--- Task statement ---
The word "done" may appear in some lines of the data; copy every such line.

Collected data entries
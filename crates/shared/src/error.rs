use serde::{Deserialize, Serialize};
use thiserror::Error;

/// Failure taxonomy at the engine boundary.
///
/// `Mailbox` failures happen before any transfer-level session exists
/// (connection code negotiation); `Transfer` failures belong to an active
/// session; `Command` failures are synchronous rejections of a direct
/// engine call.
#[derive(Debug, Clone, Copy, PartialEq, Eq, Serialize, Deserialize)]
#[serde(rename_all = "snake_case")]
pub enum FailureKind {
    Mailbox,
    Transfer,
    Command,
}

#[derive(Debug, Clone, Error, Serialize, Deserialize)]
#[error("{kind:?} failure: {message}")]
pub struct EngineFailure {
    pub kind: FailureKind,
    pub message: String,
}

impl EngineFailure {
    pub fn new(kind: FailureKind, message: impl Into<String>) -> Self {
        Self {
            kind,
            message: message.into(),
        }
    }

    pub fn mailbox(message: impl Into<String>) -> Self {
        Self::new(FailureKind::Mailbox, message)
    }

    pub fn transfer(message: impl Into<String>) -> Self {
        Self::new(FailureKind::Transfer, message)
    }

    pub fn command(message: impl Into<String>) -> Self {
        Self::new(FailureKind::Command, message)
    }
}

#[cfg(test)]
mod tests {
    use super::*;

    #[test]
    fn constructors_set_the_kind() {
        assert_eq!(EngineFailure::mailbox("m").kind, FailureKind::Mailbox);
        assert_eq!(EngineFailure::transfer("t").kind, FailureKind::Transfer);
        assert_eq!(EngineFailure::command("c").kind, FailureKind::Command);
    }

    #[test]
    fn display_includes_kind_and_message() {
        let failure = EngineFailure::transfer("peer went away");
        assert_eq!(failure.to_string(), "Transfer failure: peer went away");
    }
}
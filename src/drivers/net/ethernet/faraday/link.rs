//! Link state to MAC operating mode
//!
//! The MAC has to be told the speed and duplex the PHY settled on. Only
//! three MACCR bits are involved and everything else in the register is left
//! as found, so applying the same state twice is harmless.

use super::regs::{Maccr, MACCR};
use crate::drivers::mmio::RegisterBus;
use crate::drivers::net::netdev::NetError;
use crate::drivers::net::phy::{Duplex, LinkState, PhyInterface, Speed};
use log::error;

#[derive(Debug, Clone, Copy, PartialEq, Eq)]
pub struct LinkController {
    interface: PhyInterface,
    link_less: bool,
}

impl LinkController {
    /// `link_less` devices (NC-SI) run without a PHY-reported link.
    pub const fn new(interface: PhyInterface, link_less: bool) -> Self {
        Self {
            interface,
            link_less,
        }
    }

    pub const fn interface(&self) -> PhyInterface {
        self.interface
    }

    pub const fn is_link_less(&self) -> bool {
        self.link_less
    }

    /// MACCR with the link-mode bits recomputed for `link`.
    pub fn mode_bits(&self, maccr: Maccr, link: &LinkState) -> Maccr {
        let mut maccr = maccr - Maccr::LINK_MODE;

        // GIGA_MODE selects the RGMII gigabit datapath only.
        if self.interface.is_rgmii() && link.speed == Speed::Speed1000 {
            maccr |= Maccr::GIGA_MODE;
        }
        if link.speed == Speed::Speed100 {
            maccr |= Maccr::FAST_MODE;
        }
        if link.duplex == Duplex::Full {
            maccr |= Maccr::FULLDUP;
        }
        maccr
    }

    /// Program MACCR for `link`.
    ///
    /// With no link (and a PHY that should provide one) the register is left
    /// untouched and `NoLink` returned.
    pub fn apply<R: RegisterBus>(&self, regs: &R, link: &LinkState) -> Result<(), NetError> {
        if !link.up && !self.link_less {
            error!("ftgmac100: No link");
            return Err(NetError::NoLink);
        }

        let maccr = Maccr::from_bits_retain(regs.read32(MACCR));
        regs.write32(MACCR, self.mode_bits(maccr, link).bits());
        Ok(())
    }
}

--

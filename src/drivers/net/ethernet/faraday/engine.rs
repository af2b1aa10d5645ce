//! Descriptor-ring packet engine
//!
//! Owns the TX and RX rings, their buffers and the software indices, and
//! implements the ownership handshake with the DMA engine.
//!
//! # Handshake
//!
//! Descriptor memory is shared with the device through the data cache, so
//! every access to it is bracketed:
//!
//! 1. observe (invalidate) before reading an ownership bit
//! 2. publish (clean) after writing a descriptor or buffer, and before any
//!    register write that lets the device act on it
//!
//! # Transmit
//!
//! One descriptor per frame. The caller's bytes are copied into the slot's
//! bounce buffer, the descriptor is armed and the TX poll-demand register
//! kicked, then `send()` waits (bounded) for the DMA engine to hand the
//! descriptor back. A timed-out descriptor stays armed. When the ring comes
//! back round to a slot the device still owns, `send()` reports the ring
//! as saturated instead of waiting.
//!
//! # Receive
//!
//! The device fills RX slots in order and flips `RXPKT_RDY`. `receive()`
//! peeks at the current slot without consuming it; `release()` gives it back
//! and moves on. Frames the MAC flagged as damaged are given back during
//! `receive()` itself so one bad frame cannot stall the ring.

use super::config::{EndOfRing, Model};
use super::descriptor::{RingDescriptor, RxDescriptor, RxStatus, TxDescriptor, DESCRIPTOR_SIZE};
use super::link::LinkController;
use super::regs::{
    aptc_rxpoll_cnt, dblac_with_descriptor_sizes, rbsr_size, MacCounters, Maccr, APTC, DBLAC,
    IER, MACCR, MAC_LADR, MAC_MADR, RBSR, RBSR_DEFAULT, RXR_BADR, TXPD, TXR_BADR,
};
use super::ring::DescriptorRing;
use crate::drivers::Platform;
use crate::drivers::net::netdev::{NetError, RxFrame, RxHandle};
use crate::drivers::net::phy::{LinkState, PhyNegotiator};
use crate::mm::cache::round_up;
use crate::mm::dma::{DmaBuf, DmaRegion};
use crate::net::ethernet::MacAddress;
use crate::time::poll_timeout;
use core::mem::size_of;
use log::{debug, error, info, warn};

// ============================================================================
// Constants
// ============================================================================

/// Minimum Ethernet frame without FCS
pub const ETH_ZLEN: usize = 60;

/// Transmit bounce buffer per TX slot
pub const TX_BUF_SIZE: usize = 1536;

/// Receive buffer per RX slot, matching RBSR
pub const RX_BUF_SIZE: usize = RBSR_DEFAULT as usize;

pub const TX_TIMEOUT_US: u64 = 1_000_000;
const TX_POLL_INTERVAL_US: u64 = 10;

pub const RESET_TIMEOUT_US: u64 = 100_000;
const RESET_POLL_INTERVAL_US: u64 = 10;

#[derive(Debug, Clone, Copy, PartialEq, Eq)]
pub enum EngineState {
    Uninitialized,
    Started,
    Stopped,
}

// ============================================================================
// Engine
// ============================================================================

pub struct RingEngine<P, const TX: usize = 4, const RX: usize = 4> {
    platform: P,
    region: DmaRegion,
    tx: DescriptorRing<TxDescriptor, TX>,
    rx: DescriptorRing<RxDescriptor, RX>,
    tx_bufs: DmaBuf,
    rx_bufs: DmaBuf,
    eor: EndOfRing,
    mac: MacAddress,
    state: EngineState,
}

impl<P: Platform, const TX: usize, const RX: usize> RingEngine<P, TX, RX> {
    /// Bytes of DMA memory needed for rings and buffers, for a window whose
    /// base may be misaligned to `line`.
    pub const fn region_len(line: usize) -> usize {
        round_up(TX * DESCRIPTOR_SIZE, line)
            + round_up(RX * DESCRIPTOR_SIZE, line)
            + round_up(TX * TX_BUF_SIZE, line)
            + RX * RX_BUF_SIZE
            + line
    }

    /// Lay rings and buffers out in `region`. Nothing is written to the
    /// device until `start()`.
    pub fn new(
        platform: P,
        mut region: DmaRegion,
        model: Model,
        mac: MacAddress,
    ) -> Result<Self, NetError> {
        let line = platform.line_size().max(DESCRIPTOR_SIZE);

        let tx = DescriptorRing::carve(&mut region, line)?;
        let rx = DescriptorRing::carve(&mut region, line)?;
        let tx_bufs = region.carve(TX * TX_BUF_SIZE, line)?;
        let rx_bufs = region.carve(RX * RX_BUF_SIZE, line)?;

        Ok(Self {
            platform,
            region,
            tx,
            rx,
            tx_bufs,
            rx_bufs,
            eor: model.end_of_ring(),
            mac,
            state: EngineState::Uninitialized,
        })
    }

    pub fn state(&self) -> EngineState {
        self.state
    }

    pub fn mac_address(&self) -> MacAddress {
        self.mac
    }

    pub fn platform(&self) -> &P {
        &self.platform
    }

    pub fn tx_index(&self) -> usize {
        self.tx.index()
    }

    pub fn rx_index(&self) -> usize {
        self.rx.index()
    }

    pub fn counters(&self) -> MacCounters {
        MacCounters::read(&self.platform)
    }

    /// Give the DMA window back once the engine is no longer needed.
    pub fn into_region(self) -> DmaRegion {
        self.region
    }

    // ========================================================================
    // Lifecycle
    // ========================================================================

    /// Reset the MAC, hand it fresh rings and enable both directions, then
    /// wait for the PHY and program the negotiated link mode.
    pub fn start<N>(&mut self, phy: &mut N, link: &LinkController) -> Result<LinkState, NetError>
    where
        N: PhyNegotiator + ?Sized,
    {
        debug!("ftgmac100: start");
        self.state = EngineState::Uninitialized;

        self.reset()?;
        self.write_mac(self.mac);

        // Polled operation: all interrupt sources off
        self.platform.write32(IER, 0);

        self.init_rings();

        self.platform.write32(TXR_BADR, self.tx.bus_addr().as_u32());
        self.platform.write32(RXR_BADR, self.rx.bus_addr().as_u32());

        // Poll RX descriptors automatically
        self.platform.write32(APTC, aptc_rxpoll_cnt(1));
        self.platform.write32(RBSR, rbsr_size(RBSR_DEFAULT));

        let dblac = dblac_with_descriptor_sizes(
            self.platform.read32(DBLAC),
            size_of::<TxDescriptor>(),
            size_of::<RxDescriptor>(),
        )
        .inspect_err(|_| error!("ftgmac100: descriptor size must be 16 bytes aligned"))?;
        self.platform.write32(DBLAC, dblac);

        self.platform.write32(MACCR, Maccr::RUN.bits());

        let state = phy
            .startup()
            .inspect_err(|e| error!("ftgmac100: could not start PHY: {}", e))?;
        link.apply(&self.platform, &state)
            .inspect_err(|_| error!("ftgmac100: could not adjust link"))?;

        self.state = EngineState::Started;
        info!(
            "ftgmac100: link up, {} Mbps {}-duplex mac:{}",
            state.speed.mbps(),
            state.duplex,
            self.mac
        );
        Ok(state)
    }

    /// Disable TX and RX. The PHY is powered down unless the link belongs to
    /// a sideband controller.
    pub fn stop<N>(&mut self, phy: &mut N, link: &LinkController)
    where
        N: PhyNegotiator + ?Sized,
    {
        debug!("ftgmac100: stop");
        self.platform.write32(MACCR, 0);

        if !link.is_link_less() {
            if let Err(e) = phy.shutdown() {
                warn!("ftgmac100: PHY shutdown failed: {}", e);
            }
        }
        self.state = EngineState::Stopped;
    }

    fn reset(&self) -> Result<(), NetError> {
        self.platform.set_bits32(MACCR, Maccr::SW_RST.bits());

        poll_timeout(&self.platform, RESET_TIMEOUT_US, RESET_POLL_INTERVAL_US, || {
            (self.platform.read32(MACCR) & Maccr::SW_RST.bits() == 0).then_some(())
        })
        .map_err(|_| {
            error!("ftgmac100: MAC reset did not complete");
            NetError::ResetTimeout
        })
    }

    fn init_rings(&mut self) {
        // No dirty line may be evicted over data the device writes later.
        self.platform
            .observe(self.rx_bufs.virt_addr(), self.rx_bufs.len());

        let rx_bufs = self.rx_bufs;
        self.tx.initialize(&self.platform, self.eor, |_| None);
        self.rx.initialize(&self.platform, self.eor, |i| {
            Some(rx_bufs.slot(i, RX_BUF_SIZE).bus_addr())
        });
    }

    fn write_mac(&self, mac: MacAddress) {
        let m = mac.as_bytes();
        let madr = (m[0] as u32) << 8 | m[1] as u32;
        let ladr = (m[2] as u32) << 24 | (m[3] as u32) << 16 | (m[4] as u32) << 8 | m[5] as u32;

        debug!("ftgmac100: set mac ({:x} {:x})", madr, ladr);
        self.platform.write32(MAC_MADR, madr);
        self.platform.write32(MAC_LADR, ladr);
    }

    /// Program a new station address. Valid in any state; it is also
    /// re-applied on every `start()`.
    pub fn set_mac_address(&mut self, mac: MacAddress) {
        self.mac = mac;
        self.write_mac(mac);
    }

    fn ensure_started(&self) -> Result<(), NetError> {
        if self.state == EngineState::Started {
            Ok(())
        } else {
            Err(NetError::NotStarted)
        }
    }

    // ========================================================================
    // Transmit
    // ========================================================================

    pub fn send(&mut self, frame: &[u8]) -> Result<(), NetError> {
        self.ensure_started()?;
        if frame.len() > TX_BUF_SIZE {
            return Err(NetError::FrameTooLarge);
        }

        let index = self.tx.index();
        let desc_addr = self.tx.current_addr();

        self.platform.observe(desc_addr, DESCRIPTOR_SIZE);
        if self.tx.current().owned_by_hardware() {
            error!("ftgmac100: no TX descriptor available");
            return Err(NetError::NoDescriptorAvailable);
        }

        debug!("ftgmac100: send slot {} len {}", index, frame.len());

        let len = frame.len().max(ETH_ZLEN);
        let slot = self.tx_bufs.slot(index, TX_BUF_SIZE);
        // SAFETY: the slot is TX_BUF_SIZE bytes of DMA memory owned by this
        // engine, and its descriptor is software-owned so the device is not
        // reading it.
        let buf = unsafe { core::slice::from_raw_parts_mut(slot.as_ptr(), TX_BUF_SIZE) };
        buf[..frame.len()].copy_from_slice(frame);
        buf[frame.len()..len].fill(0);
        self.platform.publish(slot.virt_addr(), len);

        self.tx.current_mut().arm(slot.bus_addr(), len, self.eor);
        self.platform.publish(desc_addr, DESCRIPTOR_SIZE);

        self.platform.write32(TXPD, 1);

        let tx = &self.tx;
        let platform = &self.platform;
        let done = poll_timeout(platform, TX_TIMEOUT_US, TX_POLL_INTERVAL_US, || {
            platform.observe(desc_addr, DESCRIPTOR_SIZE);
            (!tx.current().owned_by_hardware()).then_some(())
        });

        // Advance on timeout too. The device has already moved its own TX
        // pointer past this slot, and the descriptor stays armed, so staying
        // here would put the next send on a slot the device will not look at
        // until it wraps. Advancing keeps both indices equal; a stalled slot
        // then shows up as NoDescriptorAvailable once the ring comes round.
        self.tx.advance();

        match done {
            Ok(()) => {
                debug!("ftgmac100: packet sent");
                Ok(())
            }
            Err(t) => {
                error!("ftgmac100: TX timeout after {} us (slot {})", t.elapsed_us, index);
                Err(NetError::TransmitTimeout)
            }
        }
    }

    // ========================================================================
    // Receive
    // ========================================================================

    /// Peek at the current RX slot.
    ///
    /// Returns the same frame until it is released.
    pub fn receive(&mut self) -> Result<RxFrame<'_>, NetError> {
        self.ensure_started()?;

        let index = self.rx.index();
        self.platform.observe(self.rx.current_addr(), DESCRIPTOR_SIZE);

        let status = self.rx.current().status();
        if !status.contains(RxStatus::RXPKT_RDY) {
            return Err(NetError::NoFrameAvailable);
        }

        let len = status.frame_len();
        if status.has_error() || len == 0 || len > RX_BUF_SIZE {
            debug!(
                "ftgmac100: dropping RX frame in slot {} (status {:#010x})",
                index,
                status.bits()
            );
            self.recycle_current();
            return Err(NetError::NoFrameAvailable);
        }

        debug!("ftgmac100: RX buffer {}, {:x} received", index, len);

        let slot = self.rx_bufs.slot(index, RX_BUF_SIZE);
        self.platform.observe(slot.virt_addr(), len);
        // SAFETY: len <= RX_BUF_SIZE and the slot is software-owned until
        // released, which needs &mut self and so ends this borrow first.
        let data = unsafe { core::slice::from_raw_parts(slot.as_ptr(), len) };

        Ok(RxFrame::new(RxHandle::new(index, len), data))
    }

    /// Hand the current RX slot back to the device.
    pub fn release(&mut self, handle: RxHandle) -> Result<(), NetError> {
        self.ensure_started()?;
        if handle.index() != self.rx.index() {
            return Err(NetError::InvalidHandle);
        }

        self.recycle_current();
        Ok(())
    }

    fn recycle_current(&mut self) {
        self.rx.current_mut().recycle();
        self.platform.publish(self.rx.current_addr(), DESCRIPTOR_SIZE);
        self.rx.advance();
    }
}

--- Solution for this task ---
        let done = poll_timeout(platform, TX_TIMEOUT_US, TX_POLL_INTERVAL_US, || {
        match done {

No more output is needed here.